" - Senta-te aqui, e pára de chorar.
- Não consigo.
- Consegues sim. Queres leite com chocolate? "

Começaram sempre assim, as nossas grandes conversas... Muito descaradas, sempre a atirares-me á cara o quão banal o meu choro era. Para mim, uma boneca partida ou um grito da minha mãe era o fim do mundo... Para ti, nada que um copo de leite com chocolate não curasse.

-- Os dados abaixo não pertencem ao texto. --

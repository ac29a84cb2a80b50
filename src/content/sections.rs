//! Section codec: posts store their body as a flat Markdown document built
//! from `## Heading` blocks, while the editor works on a list of sections.
//! `parse` and `stringify` convert between the two shapes.

use serde::{Deserialize, Serialize};

/// One editable section of a post body.
#[derive(Debug, Clone, PartialEq, Eq, Serialize, Deserialize)]
#[serde(rename_all = "camelCase")]
pub struct Section {
    pub heading: String,
    pub content: String,
}

impl Section {
    pub fn new(heading: impl Into<String>, content: impl Into<String>) -> Self {
        Self {
            heading: heading.into(),
            content: content.into(),
        }
    }

    /// A section survives `stringify` only if both parts carry real text.
    pub fn is_complete(&self) -> bool {
        !self.heading.trim().is_empty() && !self.content.trim().is_empty()
    }
}

/// Section plus its attached image, as consumed by the rendering layer.
#[derive(Debug, Clone, PartialEq, Eq, Serialize, Deserialize)]
#[serde(rename_all = "camelCase")]
pub struct SectionWithImage {
    pub heading: String,
    pub content: String,
    pub image_url: String,
    pub uploaded_image_path: String,
}

/// Split a Markdown document into sections keyed on level-2 headings.
///
/// A line starting with `"## "` opens a new section; everything until the
/// next such line belongs to it. Text before the first heading is dropped,
/// since no section exists to receive it. A document with no `"## "` lines
/// parses to an empty list.
pub fn parse(markdown: &str) -> Vec<Section> {
    let mut sections: Vec<Section> = Vec::new();
    let mut current: Option<(String, Vec<&str>)> = None;

    for line in markdown.lines() {
        if let Some(rest) = line.strip_prefix("## ") {
            if let Some((heading, body)) = current.take() {
                sections.push(Section::new(heading, body.join("\n").trim()));
            }
            current = Some((rest.trim().to_string(), Vec::new()));
        } else if let Some((_, body)) = current.as_mut() {
            body.push(line);
        }
    }

    if let Some((heading, body)) = current {
        sections.push(Section::new(heading, body.join("\n").trim()));
    }

    sections
}

/// Reassemble sections into a Markdown document. Sections missing a heading
/// or body are dropped rather than emitted half-formed, which makes
/// `stringify(parse(stringify(s)))` a fixed point.
pub fn stringify(sections: &[Section]) -> String {
    sections
        .iter()
        .filter(|s| s.is_complete())
        .map(|s| format!("## {}\n\n{}", s.heading.trim(), s.content.trim()))
        .collect::<Vec<_>>()
        .join("\n\n")
}

/// Pair each section with its image. Index 0 of `images` is the cover, so
/// section *i* maps to `images[i + 1]`; absent slots become empty strings.
pub fn attach_images(sections: &[Section], image_urls: &[String], image_paths: &[String]) -> Vec<SectionWithImage> {
    sections
        .iter()
        .enumerate()
        .map(|(i, s)| SectionWithImage {
            heading: s.heading.clone(),
            content: s.content.clone(),
            image_url: image_urls.get(i + 1).cloned().unwrap_or_default(),
            uploaded_image_path: image_paths.get(i + 1).cloned().unwrap_or_default(),
        })
        .collect()
}

#[cfg(test)]
mod tests {
    use super::*;

    #[test]
    fn test_parse_empty_input() {
        assert!(parse("").is_empty());
    }

    #[test]
    fn test_parse_no_headings() {
        assert!(parse("just some text\nwith no markers").is_empty());
    }

    #[test]
    fn test_parse_discards_preamble() {
        let doc = "intro text\n\n## First\n\nbody";
        let sections = parse(doc);
        assert_eq!(sections.len(), 1);
        assert_eq!(sections[0].heading, "First");
        assert_eq!(sections[0].content, "body");
    }

    #[test]
    fn test_parse_preserves_document_order() {
        let doc = "## B\n\nsecond\n\n## A\n\nfirst\n\n## B\n\nagain";
        let headings: Vec<_> = parse(doc).into_iter().map(|s| s.heading).collect();
        assert_eq!(headings, vec!["B", "A", "B"]);
    }

    #[test]
    fn test_parse_heading_without_body() {
        let sections = parse("## Lonely");
        assert_eq!(sections.len(), 1);
        assert_eq!(sections[0].content, "");
    }

    #[test]
    fn test_stringify_drops_incomplete_sections() {
        let sections = vec![
            Section::new("A", ""),
            Section::new("B", "text"),
            Section::new("  ", "orphan body"),
        ];
        let md = stringify(&sections);
        assert_eq!(md, "## B\n\ntext");
    }

    #[test]
    fn test_round_trip() {
        let sections = vec![
            Section::new("Setup", "Install the thing.\n\nThen configure it."),
            Section::new("Usage", "Run it."),
        ];
        let md = stringify(&sections);
        let reparsed = parse(&md);
        assert_eq!(reparsed, sections);
        assert_eq!(stringify(&reparsed), md);
    }

    #[test]
    fn test_attach_images_skips_cover_slot() {
        let sections = vec![Section::new("A", "x")];
        let urls = vec!["cover.jpg".to_string(), "sec1.jpg".to_string()];
        let attached = attach_images(&sections, &urls, &[]);
        assert_eq!(attached[0].image_url, "sec1.jpg");
        assert_eq!(attached[0].uploaded_image_path, "");
    }

    #[test]
    fn test_attach_images_defaults_to_empty() {
        let sections = vec![Section::new("A", "x"), Section::new("B", "y")];
        let urls = vec!["cover.jpg".to_string()];
        let attached = attach_images(&sections, &urls, &[]);
        assert_eq!(attached[0].image_url, "");
        assert_eq!(attached[1].image_url, "");
    }
}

Ensinaste-me os nomes das flores todas do quintal. Fizeste-me queijos moles até eu os enjoar. Vestias-me de cor-de-rosa numa tentativa de me tornares numa criança feminina (coisa que não aconteceu). Levavas-me á missa, sabendo que eu tinha medo da 'senhora que está dentro da caixa de vidro'. Eu ia contigo ás procissões só mesmo porque achava piada ver tantas velas acesas. Ensinaste-me a cozer ponto e cruz e bem que tentaste pôr-me em frente á maquina de costura, mas fracassaste, eu tinha medo dela, continuo a ter. As tuas fatias de ovo foram as melhores que já comi até hoje.
Deste-me tudo o que sabias, tudo o que te haviam ensinado. Para ti, o mundo era bonito, apesar de todo o sofrimento que ele te causou. Foste consumida por uma doença que foi parar ao corpo errado, que acabou por matar grande parte de nós, também. O mundo está cheio de coisas erradas, de pessoas que morrem consumidas por aquilo que te matou também, há guerras em tudo quanto é sitio e pessoas más por aí á solta.. E tu, com a maior das serenidades, dizes-me:
" - O mundo é tão bonito. Não devias chorar."